Un efecto óptico digno de los sesenta en los que el ser humano viajó por primera vez al espacio

Una muestra con magia

Los años sesenta del pasado siglo fueron tiempos de revueltas. La lucha por la igualdad de las mujeres y la aparición del término feminista, las manifestaciones por los derechos de los negros norteamericanos con Luther King a la cabeza de los más pacíficos y Malcom X dirigiendo a los más radicales, el movimiento hippie, la revolución cubana, la píldora, la Revolución Cultural china de Mao, la guerra de Vietnam y, casi cerrando la década, las revueltas de estudiantes en París. Incluso la Iglesia, con el Concilio Vaticano II proponiendo su adaptación a los tiempos y a las demandas de la sociedad de entonces supuso también una cierta convulsión en sus sólidos cimientos. Tras la última guerra mundial y una posguerra consagrada a solidificar sobre todo las democracias europeas y norteamericana parece que la sociedad necesitaba ir más allá, más allá de unos derechos que se quedaban cortos, más allá de un sistema político y social que solo beneficiaba a unos pocos colectivos en detrimento de muchos otros. De España, ni hablamos. En ese contexto tan ajetreado de Asia a América, pasando por Europa, Cuba o norte de África surgió, sorprendentemente, un estilo que se construía sobre el silencio y la austeridad, como queriendo pasar desapercibido. En medio de aquella agitación que afectaba a casi medio mundo, el Minimalismo trató de introducir una cierta quietud.

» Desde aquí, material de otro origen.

//! Per-day checklist state and the pure evaluation rules.
//!
//! Toggling and resetting are pure: they map an existing day state to a new
//! one. Persistence and event emission happen in the storage layer, in the
//! same transaction as the derived statistics delta.

use chrono::NaiveDate;
use serde::{Deserialize, Serialize};
use uuid::Uuid;

use crate::error::{CoreError, Result};
use crate::habit::Habit;

/// One checklist item's state for a specific day.
#[derive(Debug, Clone, PartialEq, Eq, Serialize, Deserialize)]
pub struct DayItem {
    pub id: Uuid,
    pub label: String,
    pub completed: bool,
}

/// The checklist state of one habit on one calendar day.
///
/// Created lazily the first time a day is touched, as an unchecked copy of
/// the habit's template. Each toggle overwrites the stored snapshot.
#[derive(Debug, Clone, PartialEq, Eq, Serialize, Deserialize)]
pub struct DayChecklist {
    pub habit_id: Uuid,
    pub day: NaiveDate,
    pub items: Vec<DayItem>,
}

impl DayChecklist {
    /// An unchecked copy of the habit's checklist template.
    pub fn from_template(habit: &Habit, day: NaiveDate) -> Self {
        Self {
            habit_id: habit.id,
            day,
            items: habit
                .checklist
                .iter()
                .map(|item| DayItem {
                    id: item.id,
                    label: item.label.clone(),
                    completed: false,
                })
                .collect(),
        }
    }

    /// Invert one item's completed flag, leaving the rest unchanged.
    pub fn toggle(&self, item_id: Uuid) -> Result<DayChecklist> {
        if !self.items.iter().any(|i| i.id == item_id) {
            return Err(CoreError::ItemNotFound {
                habit: self.habit_id,
                item: item_id,
            });
        }
        let items = self
            .items
            .iter()
            .map(|i| DayItem {
                id: i.id,
                label: i.label.clone(),
                completed: if i.id == item_id { !i.completed } else { i.completed },
            })
            .collect();
        Ok(DayChecklist {
            habit_id: self.habit_id,
            day: self.day,
            items,
        })
    }

    /// Clear every item's completed flag.
    pub fn reset(&self) -> DayChecklist {
        DayChecklist {
            habit_id: self.habit_id,
            day: self.day,
            items: self
                .items
                .iter()
                .map(|i| DayItem {
                    id: i.id,
                    label: i.label.clone(),
                    completed: false,
                })
                .collect(),
        }
    }

    pub fn completed_count(&self) -> u32 {
        self.items.iter().filter(|i| i.completed).count() as u32
    }

    /// Whether the day meets the habit's completion threshold.
    pub fn is_complete(&self, required_items: u32) -> bool {
        self.completed_count() >= required_items
    }
}
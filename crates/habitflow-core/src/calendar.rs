//! The append-only calendar event log.
//!
//! Every completion toggle and every completed focus session produces a
//! [`CalendarEvent`]; history is never rewritten. The "current" value for a
//! `(habit, day, kind)` key is the latest event by creation time.

use chrono::{DateTime, NaiveDate, Utc};
use serde::{Deserialize, Serialize};
use uuid::Uuid;

#[derive(Debug, Clone, Copy, PartialEq, Eq, Serialize, Deserialize)]
#[serde(rename_all = "lowercase")]
pub enum EventKind {
    Habit,
    Pomodoro,
}

impl EventKind {
    pub fn as_str(&self) -> &'static str {
        match self {
            EventKind::Habit => "habit",
            EventKind::Pomodoro => "pomodoro",
        }
    }

    pub fn parse(s: &str) -> Option<Self> {
        match s {
            "habit" => Some(EventKind::Habit),
            "pomodoro" => Some(EventKind::Pomodoro),
            _ => None,
        }
    }
}

/// An immutable record of a completion or session-duration occurrence.
///
/// `completed` is set for habit-kind events, `duration_secs` for
/// pomodoro-kind events. `habit_id` survives habit deletion as `None` so
/// historical statistics stay reconstructible.
#[derive(Debug, Clone, Serialize, Deserialize)]
pub struct CalendarEvent {
    /// Database rowid; orders events created at the same instant.
    pub id: i64,
    pub habit_id: Option<Uuid>,
    pub day: NaiveDate,
    pub kind: EventKind,
    pub completed: Option<bool>,
    pub duration_secs: Option<u64>,
    pub created_at: DateTime<Utc>,
}

impl CalendarEvent {
    /// The completed flag of a habit-kind event; `false` for anything else.
    pub fn is_completed(&self) -> bool {
        self.completed.unwrap_or(false)
    }
}
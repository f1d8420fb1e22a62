//! End-to-end lifecycle tests over a real database file.
//!
//! These exercise the complete flow the API layer drives: start a session,
//! report progress, complete, and observe the event log and rollups move
//! together.

use chrono::NaiveDate;

use habitflow_core::{
    ChecklistItem, Clock, CoreError, Database, FixedClock, Habit, SessionManager, SessionStatus,
    StreakCalculator,
};

fn day(y: i32, m: u32, d: u32) -> NaiveDate {
    NaiveDate::from_ymd_opt(y, m, d).unwrap()
}

fn checklist(labels: &[&str]) -> Vec<ChecklistItem> {
    labels.iter().map(|l| ChecklistItem::new(*l)).collect()
}

#[test]
fn full_session_flow_updates_log_and_rollups() {
    let db = Database::open_memory().unwrap();
    let clock = FixedClock::at_day(day(2026, 2, 1));

    let habit = Habit::new(
        "Deep work",
        checklist(&["plan", "execute"]),
        1,
        day(2026, 1, 1),
        clock.now(),
    );
    db.create_habit(&habit).unwrap();

    let manager = SessionManager::new(&db, &clock);
    let session = manager.start(Some(habit.id), 25).unwrap();
    assert_eq!(session.target_secs, 1500);
    assert!(session.is_active());

    // Periodic progress reports, then the deadline.
    for elapsed in [300, 600, 900, 1200] {
        clock.advance_secs(300);
        let progress = manager.record_progress(session.id, elapsed).unwrap();
        assert!(!progress.reached_target);
    }
    clock.advance_secs(300);
    let progress = manager.record_progress(session.id, 1500).unwrap();
    assert!(progress.reached_target);

    let completed = manager.complete(session.id).unwrap();
    assert_eq!(completed.status, SessionStatus::Completed);
    assert_eq!(completed.duration_secs, 1500);

    let today = clock.today();
    let stats = db.stats_for(habit.id, today).unwrap().unwrap();
    assert_eq!(stats.total_pomodoros, 1);
    assert_eq!(stats.total_duration_secs, 1500);

    let range = db.query_range(today, today, Some(habit.id)).unwrap();
    assert_eq!(range.len(), 1);
    assert_eq!(range[0].events.len(), 1);
    assert_eq!(range[0].events[0].duration_secs, Some(1500));
}

#[test]
fn checklist_days_and_streaks_line_up() {
    let db = Database::open_memory().unwrap();
    let clock = FixedClock::at_day(day(2026, 2, 1));

    let habit = Habit::new(
        "Morning routine",
        checklist(&["water", "stretch", "plan"]),
        2,
        day(2026, 1, 1),
        clock.now(),
    );
    db.create_habit(&habit).unwrap();

    // Complete three consecutive days by checking two of three items.
    for d in [day(2026, 2, 1), day(2026, 2, 2), day(2026, 2, 3)] {
        let now = d.and_hms_opt(7, 30, 0).unwrap().and_utc();
        db.toggle_checklist_item(habit.id, habit.checklist[0].id, d, now)
            .unwrap();
        let out = db
            .toggle_checklist_item(habit.id, habit.checklist[1].id, d, now)
            .unwrap();
        assert!(out.is_complete);
    }

    let calc = StreakCalculator::new(&db);
    assert_eq!(calc.current_streak(day(2026, 2, 3)).unwrap(), 3);
    // The day after the last completion: the run still counts, today pending.
    assert_eq!(calc.current_streak(day(2026, 2, 4)).unwrap(), 3);
    // Once a whole day has been missed the chain is broken.
    assert_eq!(calc.current_streak(day(2026, 2, 5)).unwrap(), 0);

    // The day view agrees with the log.
    let overview = db.query_day(day(2026, 2, 2)).unwrap();
    assert!(overview.all_complete());
}

#[test]
fn cancelled_sessions_leave_no_trace_in_statistics() {
    let db = Database::open_memory().unwrap();
    let clock = FixedClock::at_day(day(2026, 2, 1));
    let habit = Habit::new(
        "Deep work",
        checklist(&["go"]),
        1,
        day(2026, 1, 1),
        clock.now(),
    );
    db.create_habit(&habit).unwrap();

    let manager = SessionManager::new(&db, &clock);
    let session = manager.start(Some(habit.id), 25).unwrap();
    clock.advance_secs(600);
    manager.cancel(session.id).unwrap();

    assert!(db.stats_for(habit.id, clock.today()).unwrap().is_none());
    assert!(db
        .query_range(clock.today(), clock.today(), None)
        .unwrap()
        .is_empty());

    // And the slot is free again.
    manager.start(None, 25).unwrap();
}

#[test]
fn direct_event_appends_validate_the_habit() {
    let db = Database::open_memory().unwrap();
    let clock = FixedClock::at_day(day(2026, 2, 1));

    let err = db
        .append_habit_event(uuid::Uuid::new_v4(), clock.today(), true, clock.now())
        .unwrap_err();
    assert!(matches!(err, CoreError::HabitNotFound { .. }));

    let err = db
        .append_pomodoro_event(uuid::Uuid::new_v4(), clock.today(), 60, clock.now())
        .unwrap_err();
    assert!(matches!(err, CoreError::HabitNotFound { .. }));
}
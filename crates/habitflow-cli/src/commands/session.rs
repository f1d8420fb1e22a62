use std::time::Duration;

use clap::Subcommand;
use log::info;
use uuid::Uuid;

use habitflow_core::{
    Config, Database, SessionManager, SessionTicker, SystemClock, TickerOutcome,
};

#[derive(Subcommand)]
pub enum SessionAction {
    /// Start a focus session in the background
    Start {
        /// Habit to attribute the session to
        #[arg(long)]
        habit: Option<Uuid>,
        /// Target length in minutes (5..=240; defaults from config)
        #[arg(long)]
        minutes: Option<u32>,
    },
    /// Start a session and keep it ticking in the foreground;
    /// Ctrl-C cancels
    Run {
        /// Habit to attribute the session to
        #[arg(long)]
        habit: Option<Uuid>,
        /// Target length in minutes (5..=240; defaults from config)
        #[arg(long)]
        minutes: Option<u32>,
    },
    /// Print the active session, if any
    Status,
    /// Report elapsed seconds for an active session
    Progress {
        id: Uuid,
        /// Elapsed seconds since the session started
        #[arg(long)]
        elapsed: u64,
    },
    /// Complete an active session
    Complete { id: Uuid },
    /// Cancel an active session
    Cancel { id: Uuid },
    /// List recent sessions
    List {
        #[arg(long, default_value = "10")]
        limit: u32,
    },
}

pub fn run(action: SessionAction) -> Result<(), Box<dyn std::error::Error>> {
    let config = Config::load()?;
    let db = Database::open()?;
    let manager = SessionManager::with_flush_interval(
        &db,
        SystemClock,
        config.session.progress_flush_secs,
    );

    match action {
        SessionAction::Start { habit, minutes } => {
            let minutes = minutes.unwrap_or(config.session.default_focus_minutes);
            let session = manager.start(habit, minutes)?;
            println!("{}", serde_json::to_string_pretty(&session)?);
        }
        SessionAction::Run { habit, minutes } => {
            let minutes = minutes.unwrap_or(config.session.default_focus_minutes);
            run_foreground(&manager, habit, minutes, &config)?;
        }
        SessionAction::Status => match manager.active()? {
            Some(session) => {
                println!("{}", serde_json::to_string_pretty(&session)?);
                eprintln!(
                    "elapsed: {}s / {}s",
                    manager.elapsed_secs(&session),
                    session.target_secs
                );
            }
            None => println!("null"),
        },
        SessionAction::Progress { id, elapsed } => {
            let progress = manager.record_progress(id, elapsed)?;
            println!("{}", serde_json::to_string_pretty(&progress.session)?);
            if progress.reached_target {
                eprintln!("target reached; run `session complete {id}`");
            }
        }
        SessionAction::Complete { id } => {
            let session = manager.complete(id)?;
            println!("{}", serde_json::to_string_pretty(&session)?);
        }
        SessionAction::Cancel { id } => {
            let session = manager.cancel(id)?;
            println!("{}", serde_json::to_string_pretty(&session)?);
        }
        SessionAction::List { limit } => {
            let sessions = db.list_sessions(limit)?;
            println!("{}", serde_json::to_string_pretty(&sessions)?);
        }
    }
    Ok(())
}

/// Drive a session to its deadline with a foreground ticker.
fn run_foreground(
    manager: &SessionManager<'_, SystemClock>,
    habit: Option<Uuid>,
    minutes: u32,
    config: &Config,
) -> Result<(), Box<dyn std::error::Error>> {
    let session = manager.start(habit, minutes)?;
    println!("{}", serde_json::to_string_pretty(&session)?);
    info!("session {} running for {minutes} minutes", session.id);

    // The ticker owns its own connection; ours keeps serving the manager.
    let ticker_db = Database::open()?;
    let tick = Duration::from_secs(config.session.tick_interval_secs.max(1));

    let runtime = tokio::runtime::Builder::new_multi_thread()
        .enable_all()
        .build()?;
    runtime.block_on(async {
        let mut ticker = SessionTicker::spawn(ticker_db, SystemClock, session.id, tick);
        tokio::select! {
            outcome = ticker.wait() => match outcome? {
                TickerOutcome::Completed(done) => {
                    println!("{}", serde_json::to_string_pretty(&done)?);
                }
                TickerOutcome::AlreadyEnded => {
                    eprintln!("session was ended by another caller");
                }
                TickerOutcome::Aborted => {}
            },
            _ = tokio::signal::ctrl_c() => {
                ticker.abort();
                let cancelled = manager.cancel(session.id)?;
                println!("{}", serde_json::to_string_pretty(&cancelled)?);
            }
        }
        Ok::<(), Box<dyn std::error::Error>>(())
    })?;
    Ok(())
}
//! Concurrency and additivity properties of the statistics rollups.
//!
//! The interesting cases need two real connections racing on one database
//! file, so these run against tempfile-backed databases rather than
//! in-memory ones.

use std::sync::{Arc, Barrier};
use std::thread;

use chrono::NaiveDate;
use proptest::prelude::*;

use habitflow_core::{
    ChecklistItem, CoreError, Database, FixedClock, Habit, SessionManager, StatsDelta,
};

fn day(y: i32, m: u32, d: u32) -> NaiveDate {
    NaiveDate::from_ymd_opt(y, m, d).unwrap()
}

fn file_db() -> (tempfile::TempDir, std::path::PathBuf) {
    let dir = tempfile::tempdir().unwrap();
    let path = dir.path().join("habitflow.db");
    (dir, path)
}

fn seeded_habit(db: &Database) -> Habit {
    let habit = Habit::new(
        "Deep work",
        vec![ChecklistItem::new("go")],
        1,
        day(2026, 1, 1),
        day(2026, 1, 1).and_hms_opt(8, 0, 0).unwrap().and_utc(),
    );
    db.create_habit(&habit).unwrap();
    habit
}

#[test]
fn parallel_upserts_lose_no_increments() {
    let (_dir, path) = file_db();
    let db = Database::open_at(&path).unwrap();
    let habit = seeded_habit(&db);
    let d = day(2026, 2, 1);

    const THREADS: usize = 4;
    const PER_THREAD: usize = 25;

    let barrier = Arc::new(Barrier::new(THREADS));
    let handles: Vec<_> = (0..THREADS)
        .map(|_| {
            let barrier = Arc::clone(&barrier);
            let path = path.clone();
            let habit_id = habit.id;
            thread::spawn(move || {
                let db = Database::open_at(&path).unwrap();
                barrier.wait();
                for _ in 0..PER_THREAD {
                    db.upsert_daily_stats(habit_id, d, StatsDelta::Pomodoro { duration_secs: 60 })
                        .unwrap();
                }
            })
        })
        .collect();
    for handle in handles {
        handle.join().unwrap();
    }

    let stats = db.stats_for(habit.id, d).unwrap().unwrap();
    assert_eq!(stats.total_pomodoros, (THREADS * PER_THREAD) as u64);
    assert_eq!(stats.total_duration_secs, (THREADS * PER_THREAD * 60) as u64);
}

#[test]
fn concurrent_starts_admit_exactly_one_session() {
    let (_dir, path) = file_db();
    // Make sure the schema exists before the racers connect.
    let db = Database::open_at(&path).unwrap();
    drop(db);

    const RACERS: usize = 4;
    let barrier = Arc::new(Barrier::new(RACERS));
    let handles: Vec<_> = (0..RACERS)
        .map(|_| {
            let barrier = Arc::clone(&barrier);
            let path = path.clone();
            thread::spawn(move || {
                let db = Database::open_at(&path).unwrap();
                let clock = FixedClock::at_day(day(2026, 2, 1));
                let manager = SessionManager::new(&db, &clock);
                barrier.wait();
                manager.start(None, 25).map(|s| s.id)
            })
        })
        .collect();

    let mut winners = 0;
    let mut rejected = 0;
    for handle in handles {
        match handle.join().unwrap() {
            Ok(_) => winners += 1,
            Err(CoreError::SessionAlreadyActive) => rejected += 1,
            Err(other) => panic!("unexpected error: {other}"),
        }
    }
    assert_eq!(winners, 1);
    assert_eq!(rejected, RACERS - 1);

    let db = Database::open_at(&path).unwrap();
    assert!(db.active_session().unwrap().is_some());
}

proptest! {
    // N upserts with {total_pomodoros: +1, total_duration_secs: +60} yield
    // exactly N and 60*N regardless of what other deltas are interleaved.
    #[test]
    fn upserts_are_additive_under_any_interleaving(ops in proptest::collection::vec(0u8..3, 1..40)) {
        let db = Database::open_memory().unwrap();
        let habit = seeded_habit(&db);
        let d = day(2026, 2, 1);

        let mut pomodoros = 0u64;
        let mut completed = 0u64;
        let mut failed = 0u64;
        for op in &ops {
            let delta = match op {
                0 => { pomodoros += 1; StatsDelta::Pomodoro { duration_secs: 60 } }
                1 => { completed += 1; StatsDelta::CompletedHabit }
                _ => { failed += 1; StatsDelta::FailedHabit }
            };
            db.upsert_daily_stats(habit.id, d, delta).unwrap();
        }

        let stats = db.stats_for(habit.id, d).unwrap().unwrap();
        prop_assert_eq!(stats.total_pomodoros, pomodoros);
        prop_assert_eq!(stats.total_duration_secs, pomodoros * 60);
        prop_assert_eq!(stats.completed_habits, completed);
        prop_assert_eq!(stats.failed_habits, failed);
    }
}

La artista valenciana Carmen Ortiz Blanco lo ha reinterpretado a la perfección. Es sintomático que en estos tiempos en que se pueden escuchar voxiferios cuestionando significativos avances sociales que surgieron por vez primera en aquellos años sesenta, si bien tan solo logrados con la llegada del siglo XXI, la artista necesite comunicarse a través del sosiego. «Gnomon», título de esta muestra, recrea en el cubo blanco que es The Blink Project una serie de estructuras aceradas, blancas, impolutas que, o bien surgen sorpresivamente de los muros, o bien quedan enraizadas sobre el suelo en un logrado intento de ordenar el espacio.

El blanco de las piezas en el interior de la blanca sala, las líneas rectas, depuradas y perfectas, la frialdad de estas figuras tridimensionales que podrían denominarse esculturas, si bien a los minimalistas no acaba de encajar tal acepción; la luz, blanca también, resaltando las sombras o, como explica el crítico Carlos Delgado, «una luz que reactiva el blanco y modula las sombras», añadida a la supresión de cualquier elemento decorativo, acaban por proporcionar un universo que a muchos puede parecerles frío, distante incluso. Sin embargo, sin negar esa frialdad, constatamos que este buscado orden estructural proporciona en el espectador sensación de seguridad

Aquí cada objeto inclinado, cada gnomon, proyecta su propia sombra, determinando así, a pequeña escala, tiempos y espacios indisolublemente ligados. Desde esa estructura vertical, esbelta e infinita casi escondida en una esquina, a la abierta y contundente plancha de hierro dominando y, a la vez, fundiéndose con la galería e interpelando al visitante a que se acerque y la rodee.

La magia de la muestra y asimismo mérito de las amplias y transparentes cristaleras de la galería deviene cuando la noche empieza a caer y las estructuras «salen» fuera de esos cuatro muros para hacerse eco en plena calle.